Cloudflare terminates TLS. They decrypt, inspect, and re-encrypt traffic to your server. This is by design (it’s how CDN/proxy works). For most self-hosters this is fine, but for maximum privacy, use Tailscale or direct WireGuard.

4. Exposing Services That Shouldn’t Be Public

Don’t expose database management tools (Adminer, phpMyAdmin), Docker management (Portainer), or anything without authentication through a tunnel. Use Cloudflare Access policies or Tailscale for admin interfaces.

5. Using Cloudflare Tunnel for Non-HTTP Services

Cloudflare Tunnel is optimized for HTTP/HTTPS. For SSH access, use Tailscale or WireGuard. For gaming servers, media streaming (RTSP), or other non-HTTP protocols, use port forwarding or a VPN.

FAQ

Is Cloudflare Tunnel free?

Yes. The tunnel itself is completely free. You need a domain on Cloudflare (also free to add). Cloudflare Access (authentication layer) has a free tier of 50 users.

Does it work with CGNAT?

Yes. Since the tunnel is outbound-only, CGNAT doesn’t matter. This is one of the biggest advantages over port forwarding.

Will Cloudflare slow down my services?

Slightly. Traffic goes through Cloudflare’s nearest data center, adding 10–30ms latency. For web apps, this is barely noticeable. For real-time streaming, it may matter.

Can I use Cloudflare Tunnel without a custom domain?

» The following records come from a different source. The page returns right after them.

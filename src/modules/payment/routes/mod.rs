mod refund;

use crate::types::Context;
use axum::routing::Router;
use std::sync::Arc;

pub fn get_router() -> Router<Arc<Context>> {
    Router::new().nest("/refund", refund::get_router())
}
use crate::types::TwilioContext;
use serde::de::DeserializeOwned;
use serde::Deserialize;
use serde_json::json;

#[derive(Debug, Clone)]
pub enum Error {
    RequestFailed,
    /// The verification service rejected the call; the vendor status code
    /// and body are passed back so misconfiguration (e.g. a Verify service
    /// owned by a different project) stays diagnosable from the client side.
    Rejected {
        status: u16,
        body: serde_json::Value,
    },
}

#[derive(Deserialize, Debug)]
pub struct Verification {
    pub status: String,
}

#[derive(Deserialize, Debug, Clone)]
pub struct VerifyService {
    pub sid: String,
    pub friendly_name: String,
}

#[derive(Deserialize)]
struct ServiceListing {
    services: Vec<VerifyService>,
}

/// Ask Twilio Verify to text a one-time code to `to`.
pub async fn start_verification(twilio: &TwilioContext, to: &str) -> Result<Verification, Error> {
    let url = format!(
        "{}/Services/{}/Verifications",
        twilio.verify_api_endpoint, twilio.verify_service_sid
    );
    post_form(twilio, &url, &[("To", to), ("Channel", "sms")]).await
}

/// Check a code the user typed back. `status == "approved"` means valid.
pub async fn check_verification(
    twilio: &TwilioContext,
    to: &str,
    code: &str,
) -> Result<Verification, Error> {
    let url = format!(
        "{}/Services/{}/VerificationCheck",
        twilio.verify_api_endpoint, twilio.verify_service_sid
    );
    post_form(twilio, &url, &[("To", to), ("Code", code)]).await
}

/// List the Verify services visible to the configured credentials. Used by
/// the diagnostics route to detect project mismatches.
pub async fn list_services(twilio: &TwilioContext) -> Result<Vec<VerifyService>, Error> {
    let url = format!("{}/Services?PageSize=50", twilio.verify_api_endpoint);

    let res = reqwest::Client::new()
        .get(&url)
        .basic_auth(&twilio.account_sid, Some(&twilio.auth_token))
        .send()
        .await
        .map_err(|err| {
            tracing::error!("Failed to list verify services: {}", err);
            Error::RequestFailed
        })?;

    parse_response::<ServiceListing>(res).await.map(|listing| listing.services)
}

async fn post_form<T: DeserializeOwned>(
    twilio: &TwilioContext,
    url: &str,
    params: &[(&str, &str)],
) -> Result<T, Error> {
    let res = reqwest::Client::new()
        .post(url)
        .basic_auth(&twilio.account_sid, Some(&twilio.auth_token))
        .form(params)
        .send()
        .await
        .map_err(|err| {
            tracing::error!("Verify request failed: {}", err);
            Error::RequestFailed
        })?;

    parse_response(res).await
}

async fn parse_response<T: DeserializeOwned>(res: reqwest::Response) -> Result<T, Error> {
    let status = res.status();
    let body = res
        .json::<serde_json::Value>()
        .await
        .unwrap_or_else(|_| json!({}));

    if !status.is_success() {
        tracing::error!("Verify call rejected: {} - {}", status, body);
        return Err(Error::Rejected {
            status: status.as_u16(),
            body,
        });
    }

    serde_json::from_value(body).map_err(|err| {
        tracing::error!("Failed to deserialize verify response: {}", err);
        Error::RequestFailed
    })
}
pub mod request {
    use serde::Deserialize;

    #[derive(Deserialize)]
    pub struct Payload {
        #[serde(default)]
        pub phone: String,
    }
}

pub mod response {
    use axum::{extract::Json, http::StatusCode, response::IntoResponse};
    use serde_json::json;

    pub enum Success {
        VerificationStarted(String),
    }

    impl IntoResponse for Success {
        fn into_response(self) -> axum::response::Response {
            match self {
                Self::VerificationStarted(status) => {
                    (StatusCode::OK, Json(json!({ "status": status }))).into_response()
                }
            }
        }
    }

    pub enum Error {
        MissingPhone,
        FailedToStartVerification,
        Rejected { status: u16, body: serde_json::Value },
    }

    impl IntoResponse for Error {
        fn into_response(self) -> axum::response::Response {
            match self {
                Self::MissingPhone => (
                    StatusCode::BAD_REQUEST,
                    Json(json!({ "error": "Missing phone" })),
                )
                    .into_response(),
                Self::FailedToStartVerification => (
                    StatusCode::INTERNAL_SERVER_ERROR,
                    Json(json!({ "error": "Failed to start verification" })),
                )
                    .into_response(),
                Self::Rejected { status, body } => (
                    StatusCode::from_u16(status).unwrap_or(StatusCode::BAD_GATEWAY),
                    Json(json!({ "error": body })),
                )
                    .into_response(),
            }
        }
    }

    pub type Response = Result<Success, Error>;
}
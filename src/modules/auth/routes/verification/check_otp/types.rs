pub mod request {
    use serde::Deserialize;

    #[derive(Deserialize)]
    pub struct Payload {
        #[serde(default)]
        pub to: Option<String>,
        #[serde(default)]
        pub phone: Option<String>,
        #[serde(default)]
        pub code: String,
    }
}

pub mod response {
    use axum::{extract::Json, http::StatusCode, response::IntoResponse};
    use serde_json::json;

    pub enum Success {
        Checked { status: String, valid: bool },
    }

    impl IntoResponse for Success {
        fn into_response(self) -> axum::response::Response {
            match self {
                Self::Checked { status, valid } => (
                    StatusCode::OK,
                    Json(json!({ "status": status, "valid": valid })),
                )
                    .into_response(),
            }
        }
    }

    pub enum Error {
        MissingRecipientOrCode,
        UnusablePhone(String),
        FailedToCheckVerification,
        Rejected { status: u16, body: serde_json::Value },
    }

    impl IntoResponse for Error {
        fn into_response(self) -> axum::response::Response {
            match self {
                Self::MissingRecipientOrCode => (
                    StatusCode::BAD_REQUEST,
                    Json(json!({ "error": "Missing to/phone or code" })),
                )
                    .into_response(),
                Self::UnusablePhone(received) => (
                    StatusCode::BAD_REQUEST,
                    Json(json!({ "error": "Unusable phone number", "received": received })),
                )
                    .into_response(),
                Self::FailedToCheckVerification => (
                    StatusCode::INTERNAL_SERVER_ERROR,
                    Json(json!({ "error": "Failed to check verification" })),
                )
                    .into_response(),
                Self::Rejected { status, body } => (
                    StatusCode::from_u16(status).unwrap_or(StatusCode::BAD_GATEWAY),
                    Json(json!({
                        "error": body,
                        "hint": "If you see 20404, confirm the Verify service sid exists in the same Twilio project as the account sid/auth token."
                    })),
                )
                    .into_response(),
            }
        }
    }

    pub type Response = Result<Success, Error>;
}
pub mod auth;
pub mod dev;
pub mod identity;
pub mod listing;
pub mod payment;
pub mod reminder;

mod router;
pub use router::get_router;
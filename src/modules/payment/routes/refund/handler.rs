use super::service::service;
use super::types::request;
use crate::{modules::auth::middleware::AdminAuth, types::Context};
use axum::{extract::State, response::IntoResponse, Json};
use std::sync::Arc;

pub async fn handler(
    _: AdminAuth,
    State(ctx): State<Arc<Context>>,
    Json(payload): Json<request::Payload>,
) -> impl IntoResponse {
    service(ctx, payload).await
}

No. You need a domain with DNS on Cloudflare. Domains cost ~$10/year. There’s no equivalent of DuckDNS for Cloudflare Tunnel.

What happens if Cloudflare has an outage?

Your services become unreachable from the internet. This is the trade-off of routing through a third party. For critical services, consider having Tailscale as a backup access method.